Barry Cunliffe. By Steppe, Desert, and Ocean: The Birth of Eurasia. Oxford: Oxford University Press, 2015. Maps, illustrations. 512 pp. $49.95 (cloth), ISBN 978-0-19-968917-0.
Reviewed by Stewart Gordon (Independent Scholar, associated with the South Asia Center, University of Michigan)
Published on H-Asia (April, 2016)
Commissioned by Sumit Guha (The University of Texas at Austin)
Eurasia
By Steppe, Desert, and Ocean: The Birth of Eurasia by Barry Cunliffe is a pathbreaking attempt to enhance understanding of Eurasia by means of a reconsideration of focus, scale, time frame, and sources. First, the focus is squarely on steppe Asia, which is treated as a center not a periphery. Unlike much older scholarship, the book does not gaze only through the eyes of sedentary, literate states, hence see every nomad group as “barbarians.” Second, the book radically expands and contracts the scale of most historical studies of Asia, which either follow current national boundaries or subsume all steppe groups under general characteristics of tribes. Third, studies of the broad region generally differentiate between the prehistorical period and the historical period, based on the presence or absence of textual data. As an archaeologist, Cunliffe is at home with both textual and material evidence and, correctly, sees no reason for such a division. The author rightly takes geography seriously, carefully explaining Asia’s mountains, deserts, rivers, and grasslands. He also covers in detail the various corridors through which, time after time, armies, refugees, and trade passed.
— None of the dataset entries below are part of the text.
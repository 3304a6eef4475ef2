//! HTTP fetch collaborator
//!
//! One raw HTTP GET against the outside world: URL in, body text out.
//! Provider queries and public-address probes both go through this seam.

use std::sync::OnceLock;
use std::time::Duration;

use async_trait::async_trait;
use tokio_util::sync::CancellationToken;
use tracing::warn;
use ureq::Agent;

use crate::errors::{IpLocatorError, Result};

/// HTTP request timeout
const HTTP_TIMEOUT_SECS: u64 = 5;

/// Global HTTP Agent (ureq's Agent is Send + Sync)
static HTTP_AGENT: OnceLock<Agent> = OnceLock::new();

fn get_agent() -> &'static Agent {
    HTTP_AGENT.get_or_init(|| {
        Agent::config_builder()
            .timeout_global(Some(Duration::from_secs(HTTP_TIMEOUT_SECS)))
            .build()
            .into()
    })
}

/// Raw HTTP fetch trait
#[async_trait]
pub trait HttpFetcher: Send + Sync {
    /// Fetch the response body of `url` as text; `ProviderUnreachable`
    /// on transport failure, `Cancelled` when the caller aborts
    async fn fetch(&self, url: &str, cancel: &CancellationToken) -> Result<String>;
}

/// Default implementation backed by ureq
///
/// ureq is a synchronous client, so the request runs in spawn_blocking
pub struct UreqFetcher;

impl UreqFetcher {
    fn fetch_sync(url: String) -> Result<String> {
        let agent = get_agent();

        let resp = agent
            .get(&url)
            .call()
            .map_err(|e| IpLocatorError::provider_unreachable(format!("GET {}: {}", url, e)))?;

        resp.into_body()
            .read_to_string()
            .map_err(|e| IpLocatorError::provider_unreachable(format!("read body of {}: {}", url, e)))
    }
}

#[async_trait]
impl HttpFetcher for UreqFetcher {
    async fn fetch(&self, url: &str, cancel: &CancellationToken) -> Result<String> {
        let url = url.to_string();
        let handle = tokio::task::spawn_blocking(move || Self::fetch_sync(url));

        // Cancelling stops the wait; the blocking request times out on its own
        tokio::select! {
            biased;
            _ = cancel.cancelled() => Err(IpLocatorError::cancelled("fetch aborted by caller")),
            joined = handle => joined.unwrap_or_else(|e| {
                warn!("fetch task panicked: {}", e);
                Err(IpLocatorError::provider_unreachable(format!("fetch task failed: {}", e)))
            }),
        }
    }
}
The book follows a strict chronological schema, dividing the period from about 9000 BCE to about 1300 CE into eleven chapters. The opening chapters cover large swathes of time, the first chapter spanning 50,000 to 1000 BCE and the second, 5000 to 2500 BCE. Thereafter, chapters cover decreasing chunks of history, from the third chapter’s millennium to the eleventh chapter’s 150 years. At the opening and closing of each chapter, the author discusses the reasons for his periodization. Each chapter focuses on a theme: for example, change in an important technology (chariots, wagons, or irrigation), nomads and sedentary states learning from each other, or the pervasiveness of warfare.
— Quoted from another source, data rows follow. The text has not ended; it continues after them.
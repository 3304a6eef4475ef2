//! Application configuration
//!
//! Loaded from a TOML file with environment variable overrides,
//! constructed once at startup and read-only afterwards.
//! Precedence: ENV > TOML > defaults.

use std::env;
use std::fs;
use std::path::Path;

use serde::{Deserialize, Serialize};
use tracing::{debug, error, warn};

/// Application configuration
///
/// - server: bind address, port, worker count
/// - database: persistent storage
/// - cache: in-memory cache
/// - location: resolution pipeline (provider order, staleness window,
///   same-location pattern)
/// - providers: external geolocation provider table
/// - logging: log output
#[derive(Debug, Clone, Serialize, Deserialize)]
pub struct AppConfig {
    #[serde(default)]
    pub server: ServerConfig,
    #[serde(default)]
    pub database: DatabaseConfig,
    #[serde(default)]
    pub cache: CacheConfig,
    #[serde(default)]
    pub location: LocationConfig,
    #[serde(default = "default_providers")]
    pub providers: Vec<ProviderConfig>,
    #[serde(default)]
    pub logging: LoggingConfig,
}

/// Server configuration
#[derive(Debug, Clone, Serialize, Deserialize)]
pub struct ServerConfig {
    #[serde(default = "default_server_host")]
    pub host: String,
    #[serde(default = "default_server_port")]
    pub port: u16,
    #[serde(default = "default_cpu_count")]
    pub cpu_count: usize,
}

/// Database configuration
#[derive(Debug, Clone, Serialize, Deserialize)]
pub struct DatabaseConfig {
    #[serde(default = "default_database_backend")]
    pub backend: String,
    #[serde(default = "default_database_url")]
    pub database_url: String,
    #[serde(default = "default_database_pool_size")]
    pub pool_size: u32,
    #[serde(default = "default_database_timeout")]
    pub timeout: u64,
}

/// Cache configuration
#[derive(Debug, Clone, Serialize, Deserialize)]
pub struct CacheConfig {
    #[serde(default = "default_cache_backend")]
    pub backend: String,
    /// Cache TTL in seconds
    #[serde(default = "default_cache_ttl")]
    pub default_ttl: u64,
    #[serde(default = "default_cache_capacity")]
    pub max_capacity: u64,
}

/// Resolution pipeline configuration
#[derive(Debug, Clone, Serialize, Deserialize)]
pub struct LocationConfig {
    /// Records older than this many days are refreshed from a provider
    #[serde(default = "default_stale_after_days")]
    pub stale_after_days: i64,
    /// Address prefix pattern for same-location detection
    #[serde(default = "default_same_location_regex")]
    pub same_location_regex: String,
    #[serde(default = "default_first_provider")]
    pub first_provider: String,
    #[serde(default = "default_second_provider")]
    pub second_provider: String,
}

/// One external provider
#[derive(Debug, Clone, Serialize, Deserialize)]
pub struct ProviderConfig {
    pub name: String,
    /// URL template with `{ip}` and `{accessKey}` placeholders
    pub uri_pattern: String,
    #[serde(default)]
    pub access_key: String,
}

/// Logging configuration
#[derive(Debug, Clone, Serialize, Deserialize)]
pub struct LoggingConfig {
    #[serde(default = "default_log_level")]
    pub level: String,
    #[serde(default)]
    pub file: Option<String>,
    #[serde(default = "default_log_format")]
    pub format: String,
    #[serde(default = "default_enable_rotation")]
    pub enable_rotation: bool,
    #[serde(default = "default_max_backups")]
    pub max_backups: u32,
}

fn default_server_host() -> String {
    "127.0.0.1".to_string()
}

fn default_server_port() -> u16 {
    8080
}

fn default_cpu_count() -> usize {
    num_cpus::get()
}

fn default_database_backend() -> String {
    "sqlite".to_string()
}

fn default_database_url() -> String {
    "sqlite://iplocator.db".to_string()
}

fn default_database_pool_size() -> u32 {
    10
}

fn default_database_timeout() -> u64 {
    8
}

fn default_cache_backend() -> String {
    "memory".to_string()
}

fn default_cache_ttl() -> u64 {
    30 * 60
}

fn default_cache_capacity() -> u64 {
    10_000
}

fn default_stale_after_days() -> i64 {
    30
}

fn default_same_location_regex() -> String {
    r"\d{1,3}\.\d{1,3}\.\d{1,3}".to_string()
}

fn default_first_provider() -> String {
    "ipstack".to_string()
}

fn default_second_provider() -> String {
    "ipapi".to_string()
}

/// Default provider table; access keys are filled in via config
fn default_providers() -> Vec<ProviderConfig> {
    vec![
        ProviderConfig {
            name: "ipstack".to_string(),
            uri_pattern: "http://api.ipstack.com/{ip}?access_key={accessKey}".to_string(),
            access_key: String::new(),
        },
        ProviderConfig {
            name: "ipapi".to_string(),
            uri_pattern: "http://ip-api.com/json/{ip}".to_string(),
            access_key: String::new(),
        },
        ProviderConfig {
            name: "keycdn".to_string(),
            uri_pattern: "https://tools.keycdn.com/geo.json?host={ip}".to_string(),
            access_key: String::new(),
        },
    ]
}

fn default_log_level() -> String {
    "info".to_string()
}

fn default_log_format() -> String {
    "text".to_string()
}

fn default_enable_rotation() -> bool {
    false
}

fn default_max_backups() -> u32 {
    7
}

impl Default for AppConfig {
    fn default() -> Self {
        Self {
            server: ServerConfig::default(),
            database: DatabaseConfig::default(),
            cache: CacheConfig::default(),
            location: LocationConfig::default(),
            providers: default_providers(),
            logging: LoggingConfig::default(),
        }
    }
}

impl Default for ServerConfig {
    fn default() -> Self {
        Self {
            host: default_server_host(),
            port: default_server_port(),
            cpu_count: default_cpu_count(),
        }
    }
}

impl Default for DatabaseConfig {
    fn default() -> Self {
        Self {
            backend: default_database_backend(),
            database_url: default_database_url(),
            pool_size: default_database_pool_size(),
            timeout: default_database_timeout(),
        }
    }
}

impl Default for CacheConfig {
    fn default() -> Self {
        Self {
            backend: default_cache_backend(),
            default_ttl: default_cache_ttl(),
            max_capacity: default_cache_capacity(),
        }
    }
}

impl Default for LocationConfig {
    fn default() -> Self {
        Self {
            stale_after_days: default_stale_after_days(),
            same_location_regex: default_same_location_regex(),
            first_provider: default_first_provider(),
            second_provider: default_second_provider(),
        }
    }
}

impl Default for LoggingConfig {
    fn default() -> Self {
        Self {
            level: default_log_level(),
            file: None,
            format: default_log_format(),
            enable_rotation: default_enable_rotation(),
            max_backups: default_max_backups(),
        }
    }
}

impl AppConfig {
    /// Load configuration from TOML file with environment variable fallback
    pub fn load() -> Self {
        let mut config = Self::load_from_file();
        config.override_with_env();
        config
    }

    /// Load configuration from TOML file
    fn load_from_file() -> Self {
        let config_paths = [
            "config.toml",
            "iplocator.toml",
            "config/config.toml",
            "/etc/iplocator/config.toml",
        ];

        for path in &config_paths {
            if Path::new(path).exists() {
                debug!("Loading config from: {}", path);
                match fs::read_to_string(path) {
                    Ok(content) => match toml::from_str::<AppConfig>(&content) {
                        Ok(config) => {
                            debug!("Successfully loaded config from: {}", path);
                            return config;
                        }
                        Err(e) => {
                            warn!("Failed to parse config file {}: {}", path, e);
                        }
                    },
                    Err(e) => {
                        warn!("Failed to read config file {}: {}", path, e);
                    }
                }
            }
        }

        debug!("No config file found, using defaults");
        Self::default()
    }

    /// Override configuration with environment variables
    fn override_with_env(&mut self) {
        // Server config
        if let Ok(host) = env::var("SERVER_HOST") {
            self.server.host = host;
        }
        if let Ok(port) = env::var("SERVER_PORT") {
            if let Ok(port) = port.parse() {
                self.server.port = port;
            } else {
                error!("Invalid SERVER_PORT: {}", port);
            }
        }

        // Database config
        if let Ok(backend) = env::var("DATABASE_BACKEND") {
            self.database.backend = backend;
        }
        if let Ok(database_url) = env::var("DATABASE_URL") {
            self.database.database_url = database_url;
        }
        if let Ok(pool_size) = env::var("DATABASE_POOL_SIZE") {
            if let Ok(size) = pool_size.parse::<u32>() {
                self.database.pool_size = size;
            } else {
                error!("Invalid DATABASE_POOL_SIZE: {}", pool_size);
            }
        }

        // Cache config
        if let Ok(backend) = env::var("CACHE_BACKEND") {
            self.cache.backend = backend;
        }
        if let Ok(default_ttl) = env::var("CACHE_DEFAULT_TTL") {
            if let Ok(ttl) = default_ttl.parse() {
                self.cache.default_ttl = ttl;
            } else {
                error!("Invalid CACHE_DEFAULT_TTL: {}", default_ttl);
            }
        }

        // Location config
        if let Ok(days) = env::var("LOCATION_STALE_AFTER_DAYS") {
            if let Ok(days) = days.parse() {
                self.location.stale_after_days = days;
            } else {
                error!("Invalid LOCATION_STALE_AFTER_DAYS: {}", days);
            }
        }
        if let Ok(regex) = env::var("LOCATION_SAME_LOCATION_REGEX") {
            self.location.same_location_regex = regex;
        }
        if let Ok(first) = env::var("LOCATION_FIRST_PROVIDER") {
            self.location.first_provider = first;
        }
        if let Ok(second) = env::var("LOCATION_SECOND_PROVIDER") {
            self.location.second_provider = second;
        }

        // Provider access keys: <NAME>_ACCESS_KEY, e.g. IPSTACK_ACCESS_KEY
        for provider in &mut self.providers {
            let var = format!("{}_ACCESS_KEY", provider.name.to_uppercase());
            if let Ok(key) = env::var(&var) {
                provider.access_key = key;
            }
        }

        // Logging config
        if let Ok(level) = env::var("LOG_LEVEL") {
            self.logging.level = level;
        }
        if let Ok(file) = env::var("LOG_FILE") {
            self.logging.file = Some(file);
        }
        if let Ok(format) = env::var("LOG_FORMAT") {
            self.logging.format = format;
        }
    }
}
Many of these themes could serve as useful entry points for broad discussion. I found several favorites. The author’s critique of G. Gordon Childe’s concept of the “Neolithic Revolution” centers on the many failures of village agriculture, emphasizing that domestication was not a one-way street. Another favorite was the focus on copper, both as a necessary component of bronze and as central to the emergence of various elite lifestyles. Often the author considers the craft processes required for turning expensive materials into elegant objects. The specifics of archaeological finds could trigger a broad discussion of what was a necessity and what was a luxury in both the early and later periods. Overall, chapters would work in a course on Asian history, especially as an alternate viewpoint to a China-centered approach and an introduction to the richness of the archaeological evidence.
The author is refreshingly clear about many unanswered questions of the early period, noting that, in spite of thirty-eight theories in the scholarly literature concerning the beginning of domestication, we really do not know why it happened in various places in the world. We also do not know why, in the period covered in the book, virtually all of human migration in Asia was westward. The author’s instincts are to stay close to the archaeological evidence, especially in the earlier periods. Since precious little is known of many groups beyond grave goods, the rhythm of the book includes dozens of “rises” and “falls” with accompanying maps of the maximum extent of influence.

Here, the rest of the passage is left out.